WASHINGTON - Adidas got a boost from the World Cup, even though some of the traditional powerhouses it sponsors, including its home country Germany, flamed out early in the tournament.

Teams supported by rival Nike, including winner France and runner-up Croatia, dominated the World Cup. But the sportswear company still sold record numbers of jerseys linked to the event. That fuelled a 10percent rise in its shares yesterday, the biggest since March.

The company’s shirt sales topped the 8 million sold in connection with the tournament in Brazil four years ago, chief executive Kasper Rorsted said on a call with reporters, making good on his June prediction. That’s even though Germany and Adidas-sponsored Spain and Argentina all exited early.

“Most of the jerseys are sold before and during the tournament,” Rorsted said. “Who is in the final has no commercial impact.’’

The company also withstood a shift in off-the-field fashion away from minimalist classic shoes like the Stan Smith sneaker and toward so-called “dad shoes” - chunkier versions of designs from the 1980s and 1990s.

German competitor Puma last month said the change hurt its sales in the first half of the year.

Rorsted spoke after the company posted second-quarter sales and profit that beat analysts’ expectations.

Double-digit growth

Adidas said revenue adjusted for currency swings rose 10percent to 5.26 billion (R81.6bn). Analysts on average predicted 5.17bn.

The company saw double-digit growth in North America, Asia-Pacific, Latin America and Russia, and reiterated a forecast for a 10percent currency-adjusted sales gain this year.

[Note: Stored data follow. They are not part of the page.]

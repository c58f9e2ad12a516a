use super::Validator;
use crate::message::quote_name;
use crate::types::{ValidationError, ValidationResult};
use core::panic::Location;
use regex::Regex;
use std::sync::Arc;

impl Validator<String> {
    #[track_caller]
    fn check_text<P>(self, predicate: P, requirement: String) -> ValidationResult<Self>
    where
        P: FnOnce(&str) -> bool,
    {
        self.check(
            |value| predicate(value),
            |validator| {
                validator.message(format!("{} {requirement}.", quote_name(&validator.name)))
            },
        )
    }

    #[track_caller]
    pub fn is_empty(self) -> ValidationResult<Self> {
        self.check_text(str::is_empty, "must be empty".to_string())
    }

    #[track_caller]
    pub fn is_not_empty(self) -> ValidationResult<Self> {
        self.check_text(|value| !value.is_empty(), "may not be empty".to_string())
    }

    /// Ensures that the value is empty or contains only whitespace.
    #[track_caller]
    pub fn is_blank(self) -> ValidationResult<Self> {
        self.check_text(
            |value| value.trim().is_empty(),
            "must be empty or contain only whitespace codepoints".to_string(),
        )
    }

    #[track_caller]
    pub fn is_not_blank(self) -> ValidationResult<Self> {
        self.check_text(
            |value| !value.trim().is_empty(),
            "may not be empty or contain only whitespace codepoints".to_string(),
        )
    }

    /// Ensures that the value has no leading or trailing whitespace.
    #[track_caller]
    pub fn is_trimmed(self) -> ValidationResult<Self> {
        self.check_text(
            |value| value.trim() == value,
            "may not contain leading or trailing whitespace".to_string(),
        )
    }

    #[track_caller]
    pub fn does_not_contain_whitespace(self) -> ValidationResult<Self> {
        self.check_text(
            |value| !value.chars().any(char::is_whitespace),
            "may not contain whitespace".to_string(),
        )
    }

    /// Ensures that the value contains `expected`.
    ///
    /// # Examples
    ///
    /// ```
    /// use requirements_rail::check_if;
    ///
    /// let messages = check_if("hello".to_string(), "greeting")?
    ///     .contains("bye")?
    ///     .else_get_messages();
    /// assert_eq!(messages, ["\"greeting\" must contain \"bye\".\ngreeting: \"hello\""]);
    /// # Ok::<(), requirements_rail::ValidationError>(())
    /// ```
    #[track_caller]
    pub fn contains(self, expected: &str) -> ValidationResult<Self> {
        self.check_text(|value| value.contains(expected), format!("must contain {expected:?}"))
    }

    #[track_caller]
    pub fn does_not_contain(self, unwanted: &str) -> ValidationResult<Self> {
        self.check_text(|value| !value.contains(unwanted), format!("may not contain {unwanted:?}"))
    }

    #[track_caller]
    pub fn starts_with(self, prefix: &str) -> ValidationResult<Self> {
        self.check_text(|value| value.starts_with(prefix), format!("must start with {prefix:?}"))
    }

    #[track_caller]
    pub fn does_not_start_with(self, prefix: &str) -> ValidationResult<Self> {
        self.check_text(
            |value| !value.starts_with(prefix),
            format!("may not start with {prefix:?}"),
        )
    }

    #[track_caller]
    pub fn ends_with(self, suffix: &str) -> ValidationResult<Self> {
        self.check_text(|value| value.ends_with(suffix), format!("must end with {suffix:?}"))
    }

    #[track_caller]
    pub fn does_not_end_with(self, suffix: &str) -> ValidationResult<Self> {
        self.check_text(|value| !value.ends_with(suffix), format!("may not end with {suffix:?}"))
    }

    /// Ensures that the entire value matches a regular expression.
    ///
    /// A pattern that does not compile is rejected eagerly with
    /// [`ErrorKind::InvalidArgument`](crate::ErrorKind::InvalidArgument); the
    /// compile error is its cause.
    ///
    /// # Examples
    ///
    /// ```
    /// use requirements_rail::{require_that, ErrorKind};
    ///
    /// require_that("ab-12".to_string(), "code")?.matches("[a-z]+-[0-9]+")?;
    ///
    /// let error = require_that("ab".to_string(), "code")?.matches("(").unwrap_err();
    /// assert_eq!(error.kind(), ErrorKind::InvalidArgument);
    /// # Ok::<(), requirements_rail::ValidationError>(())
    /// ```
    #[track_caller]
    pub fn matches(self, pattern: &str) -> ValidationResult<Self> {
        let regex = Regex::new(&format!("^(?:{pattern})$")).map_err(|error| {
            ValidationError::invalid_argument(format!(
                "\"pattern\" is not a valid regular expression.\npattern: {pattern:?}"
            ))
            .with_cause(Arc::new(error))
        });
        match regex {
            Ok(regex) => self.matches_regex(&regex),
            Err(error) => Err(error.at(Location::caller())),
        }
    }

    /// Ensures that `regex` matches somewhere in the value.
    ///
    /// Unlike [`matches`](Self::matches) the expression is used as given, so
    /// anchor it to require a full match.
    #[track_caller]
    pub fn matches_regex(self, regex: &Regex) -> ValidationResult<Self> {
        self.check_text(
            |value| regex.is_match(value),
            format!("must match the regular expression {:?}", regex.as_str()),
        )
    }

    /// Validates the length of the value in bytes, under the name `"<name>.length()"`.
    ///
    /// # Examples
    ///
    /// ```
    /// use requirements_rail::check_if;
    ///
    /// let messages = check_if("abc".to_string(), "code")?
    ///     .length()?
    ///     .is_greater_than(5)?
    ///     .else_get_messages();
    /// assert_eq!(
    ///     messages,
    ///     ["code.length() must be greater than 5.\ncode.length(): 3\ncode         : \"abc\""]
    /// );
    /// # Ok::<(), requirements_rail::ValidationError>(())
    /// ```
    #[track_caller]
    pub fn length(self) -> ValidationResult<Validator<usize>> {
        self.project("length()", |value| value.len())
    }

    /// Validates the value with leading and trailing whitespace removed.
    #[track_caller]
    pub fn trim(self) -> ValidationResult<Validator<String>> {
        self.project("trim()", |value| value.trim().to_string())
    }
}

Nike in June said its quarterly sales in the US rose for the first time in a year and nudged up its sales forecast for the current fiscal year, sending the shares to a record. Under Armour also said its US business had returned to sales growth.

Adidas said it had “exceptional growth” in soccer merchandise in Russia, which hosted the World Cup, and Latin America, while the category also grew at a double-digit pace in North America and Western Europe. Still, Rorsted cautioned that the tailwind for business in Russia will fade, as sanctions are holding back the local economy.